GH-2535: Always use hash joins when joining VALUES blocks

Aklakan commented 3 weeks ago

GitHub issue resolved #2535

Pull request Description: Update to JoinClassifier such that joins between tables are not linearized. The downside is, that this PR adds extra passes over the algebra tree to JoinClassifier in order to check for the operand types.

[x] Tests are included.
[x] Commits have been squashed to remove intermediate development commit messages.
[x] Key commit messages start with the issue number (GH-xxxx)

By submitting this pull request, I acknowledge that I am making a contribution to the Apache Software Foundation under the terms and conditions of the Contributor's Agreement.

See the Apache Jena "Contributing" guide.

arne-bdt commented 1 week ago

This looks amazing, but it is also at the heart of the SPARQL engine.
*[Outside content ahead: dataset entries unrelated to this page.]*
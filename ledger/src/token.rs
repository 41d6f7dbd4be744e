//! Fungible token ledger

use std::collections::HashMap;

use log::{debug, info};
use roles::{Capability, RoleGate};
use serde::{Deserialize, Serialize};

use crate::asset::FungibleAsset;
use crate::constants::{DECIMALS, FIXED_SUPPLY};
use crate::error::{LedgerError, Result};

/// Account -> balance mapping for one fungible asset.
///
/// Two flavors exist: a fixed-supply ledger minted in full to its
/// administrator at creation (the sale token), and a mintable ledger whose
/// supply grows and shrinks behind `Minter`/`Burner` capabilities (the
/// points asset).
#[derive(Debug, Clone, Serialize, Deserialize)]
pub struct TokenLedger {
    asset_id: String,
    decimals: u8,
    total_supply: u128,
    fixed_supply: bool,
    balances: HashMap<String, u128>,
    // owner -> spender -> approved amount
    allowances: HashMap<String, HashMap<String, u128>>,
    roles: RoleGate,
}

impl TokenLedger {
    /// Fixed-supply ledger; the entire supply is credited to `admin`.
    pub fn new_fixed(asset_id: &str, admin: &str) -> Self {
        let mut balances = HashMap::new();
        balances.insert(admin.to_string(), FIXED_SUPPLY);
        Self {
            asset_id: asset_id.to_string(),
            decimals: DECIMALS,
            total_supply: FIXED_SUPPLY,
            fixed_supply: true,
            balances,
            allowances: HashMap::new(),
            roles: RoleGate::new(admin),
        }
    }

    /// Mintable ledger with zero initial supply.
    pub fn new_mintable(asset_id: &str, admin: &str) -> Self {
        Self {
            asset_id: asset_id.to_string(),
            decimals: DECIMALS,
            total_supply: 0,
            fixed_supply: false,
            balances: HashMap::new(),
            allowances: HashMap::new(),
            roles: RoleGate::new(admin),
        }
    }

    pub fn total_supply(&self) -> u128 {
        self.total_supply
    }

    pub fn allowance(&self, owner: &str, spender: &str) -> u128 {
        self.allowances
            .get(owner)
            .and_then(|spenders| spenders.get(spender))
            .copied()
            .unwrap_or(0)
    }

    /// Approve `spender` to pull up to `amount` from the caller's balance.
    pub fn approve(&mut self, caller: &str, spender: &str, amount: u128) -> Result<()> {
        if spender.is_empty() {
            return Err(LedgerError::InvalidArgument(
                "spender address is empty".to_string(),
            ));
        }
        self.allowances
            .entry(caller.to_string())
            .or_default()
            .insert(spender.to_string(), amount);
        Ok(())
    }

    /// Mint `amount` to `recipient`. Caller must hold `Minter`.
    pub fn mint(&mut self, caller: &str, recipient: &str, amount: u128) -> Result<()> {
        self.roles.require(Capability::Minter, caller)?;
        if self.fixed_supply {
            return Err(LedgerError::FixedSupply);
        }
        if amount == 0 {
            return Err(LedgerError::InvalidArgument(
                "mint amount must be greater than 0".to_string(),
            ));
        }
        self.total_supply = self
            .total_supply
            .checked_add(amount)
            .ok_or(LedgerError::SupplyOverflow)?;
        self.credit(recipient, amount);
        info!(
            "{}: minted {} to {} (supply {})",
            self.asset_id, amount, recipient, self.total_supply
        );
        Ok(())
    }

    /// Burn `amount` from `from`. Caller must hold `Burner`.
    pub fn burn(&mut self, caller: &str, from: &str, amount: u128) -> Result<()> {
        self.roles.require(Capability::Burner, caller)?;
        self.debit(from, amount)?;
        self.total_supply -= amount;
        info!(
            "{}: burned {} from {} (supply {})",
            self.asset_id, amount, from, self.total_supply
        );
        Ok(())
    }

    /// Grant a ledger capability. Caller must hold `Admin`.
    pub fn grant_role(&mut self, caller: &str, capability: Capability, account: &str) -> Result<()> {
        self.roles.grant(caller, capability, account)?;
        Ok(())
    }

    /// Revoke a ledger capability. Caller must hold `Admin`.
    pub fn revoke_role(
        &mut self,
        caller: &str,
        capability: Capability,
        account: &str,
    ) -> Result<()> {
        self.roles.revoke(caller, capability, account)?;
        Ok(())
    }

    pub fn has_role(&self, capability: Capability, account: &str) -> bool {
        self.roles.has(capability, account)
    }

    fn credit(&mut self, account: &str, amount: u128) {
        let balance = self.balances.entry(account.to_string()).or_insert(0);
        *balance += amount;
    }

    fn debit(&mut self, account: &str, amount: u128) -> Result<()> {
        let available = self.balance_of(account);
        if available < amount {
            return Err(LedgerError::InsufficientBalance {
                requested: amount,
                available,
            });
        }
        if let Some(balance) = self.balances.get_mut(account) {
            *balance -= amount;
        }
        Ok(())
    }

    fn move_balance(&mut self, from: &str, to: &str, amount: u128) -> Result<()> {
        if to.is_empty() {
            return Err(LedgerError::InvalidArgument(
                "recipient address is empty".to_string(),
            ));
        }
        if amount == 0 {
            return Err(LedgerError::InvalidArgument(
                "transfer amount must be greater than 0".to_string(),
            ));
        }
        self.debit(from, amount)?;
        self.credit(to, amount);
        debug!("{}: {} -> {} amount {}", self.asset_id, from, to, amount);
        Ok(())
    }
}

impl FungibleAsset for TokenLedger {
    fn asset_id(&self) -> &str {
        &self.asset_id
    }

    fn decimals(&self) -> u8 {
        self.decimals
    }

    fn balance_of(&self, account: &str) -> u128 {
        self.balances.get(account).copied().unwrap_or(0)
    }

    fn transfer(&mut self, caller: &str, to: &str, amount: u128) -> Result<()> {
        self.move_balance(caller, to, amount)
    }

    fn transfer_from(&mut self, caller: &str, from: &str, to: &str, amount: u128) -> Result<()> {
        let approved = self.allowance(from, caller);
        if approved < amount {
            return Err(LedgerError::InsufficientAllowance {
                requested: amount,
                approved,
            });
        }
        self.move_balance(from, to, amount)?;
        if let Some(spenders) = self.allowances.get_mut(from) {
            if let Some(remaining) = spenders.get_mut(caller) {
                *remaining -= amount;
            }
        }
        Ok(())
    }
}

#[cfg(test)]
mod tests {
    use super::*;
    use crate::constants::UNIT;

    #[test]
    fn test_fixed_supply_goes_to_admin() {
        let ledger = TokenLedger::new_fixed("DST", "owner");
        assert_eq!(ledger.balance_of("owner"), FIXED_SUPPLY);
        assert_eq!(ledger.total_supply(), FIXED_SUPPLY);
        assert_eq!(ledger.balance_of("stranger"), 0);
    }

    #[test]
    fn test_transfer() {
        let mut ledger = TokenLedger::new_fixed("DST", "owner");
        ledger.transfer("owner", "alice", 1000).unwrap();
        assert_eq!(ledger.balance_of("alice"), 1000);
        assert_eq!(ledger.balance_of("owner"), FIXED_SUPPLY - 1000);
    }

    #[test]
    fn test_transfer_insufficient_balance() {
        let mut ledger = TokenLedger::new_fixed("DST", "owner");
        let err = ledger.transfer("alice", "bob", 1).unwrap_err();
        assert!(matches!(
            err,
            LedgerError::InsufficientBalance {
                requested: 1,
                available: 0
            }
        ));
    }

    #[test]
    fn test_transfer_from_consumes_allowance() {
        let mut ledger = TokenLedger::new_fixed("DST", "owner");
        ledger.approve("owner", "escrow", 300).unwrap();

        ledger
            .transfer_from("escrow", "owner", "vault", 200)
            .unwrap();
        assert_eq!(ledger.balance_of("vault"), 200);
        assert_eq!(ledger.allowance("owner", "escrow"), 100);

        let err = ledger
            .transfer_from("escrow", "owner", "vault", 200)
            .unwrap_err();
        assert!(matches!(
            err,
            LedgerError::InsufficientAllowance {
                requested: 200,
                approved: 100
            }
        ));
    }

    #[test]
    fn test_mint_requires_minter() {
        let mut ledger = TokenLedger::new_mintable("DSP", "owner");
        assert!(ledger.mint("owner", "alice", 100).is_err());

        ledger
            .grant_role("owner", Capability::Minter, "minter")
            .unwrap();
        ledger.mint("minter", "alice", 100 * UNIT).unwrap();
        assert_eq!(ledger.balance_of("alice"), 100 * UNIT);
        assert_eq!(ledger.total_supply(), 100 * UNIT);
    }

    #[test]
    fn test_fixed_supply_refuses_mint() {
        let mut ledger = TokenLedger::new_fixed("DST", "owner");
        ledger
            .grant_role("owner", Capability::Minter, "minter")
            .unwrap();
        assert!(matches!(
            ledger.mint("minter", "alice", 1),
            Err(LedgerError::FixedSupply)
        ));
    }

    #[test]
    fn test_burn_requires_burner() {
        let mut ledger = TokenLedger::new_mintable("DSP", "owner");
        ledger
            .grant_role("owner", Capability::Minter, "owner")
            .unwrap();
        ledger.mint("owner", "alice", 500).unwrap();

        assert!(ledger.burn("alice", "alice", 100).is_err());

        ledger
            .grant_role("owner", Capability::Burner, "burner")
            .unwrap();
        ledger.burn("burner", "alice", 100).unwrap();
        assert_eq!(ledger.balance_of("alice"), 400);
        assert_eq!(ledger.total_supply(), 400);
    }

    #[test]
    fn test_snapshot_restore() {
        let mut ledger = TokenLedger::new_fixed("DST", "owner");
        ledger.transfer("owner", "alice", 42).unwrap();

        let snapshot = serde_json::to_string(&ledger).unwrap();
        let restored: TokenLedger = serde_json::from_str(&snapshot).unwrap();
        assert_eq!(restored.balance_of("alice"), 42);
        assert_eq!(restored.total_supply(), FIXED_SUPPLY);
    }
}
Could there be cases where joins are slower now than before? Do we need regression benchmarks for join performance? I simply don't feel confident enough to review this PR.

Aklakan commented 1 week ago

Do we need regression benchmarks for join performance?

My intention was to use this PR as a basis for regression testing of #2405, where the benchmark queries contain VALUE blocks that join on more than one variable. However, without this PR, the (non-indexed) linear joins are so slow that a workaround is needed to enforce hash joins. For example, hash joins are enforced by wrapping the right-hand-side with a LIMIT:

    // The following extra test cases for TestClassify.java are GREEN _without_ this PR:

    @Test public void testClassify_Join_values_plain() {
        TestClassify.classifyJ(
        """
        {
          VALUES ?z { 0 }
          VALUES ?z { 1 }
        }
        """,
        true); // true means linear join
    }

    @Test public void testClassify_Join_values_wrapped() {
        TestClassify.classifyJ(
        """
        {
          VALUES ?z { 0 }
          { SELECT * { VALUES ?z { 1 } } LIMIT 1000000000 }
        }
        """,
        false); // false means no linear join (i.e.executed as hash join)
    }

With this PR, the workaround is no longer needed.

Could there be cases where joins are slower now than before?

That's the central question, and it would be good to get feedback on this :)

So far I could not think of any good examples. The PR introduces a slight overhead for checking the operand types but I'd say this is outweighed by the overall performance improvement for queries that inline data using VALUE blocks.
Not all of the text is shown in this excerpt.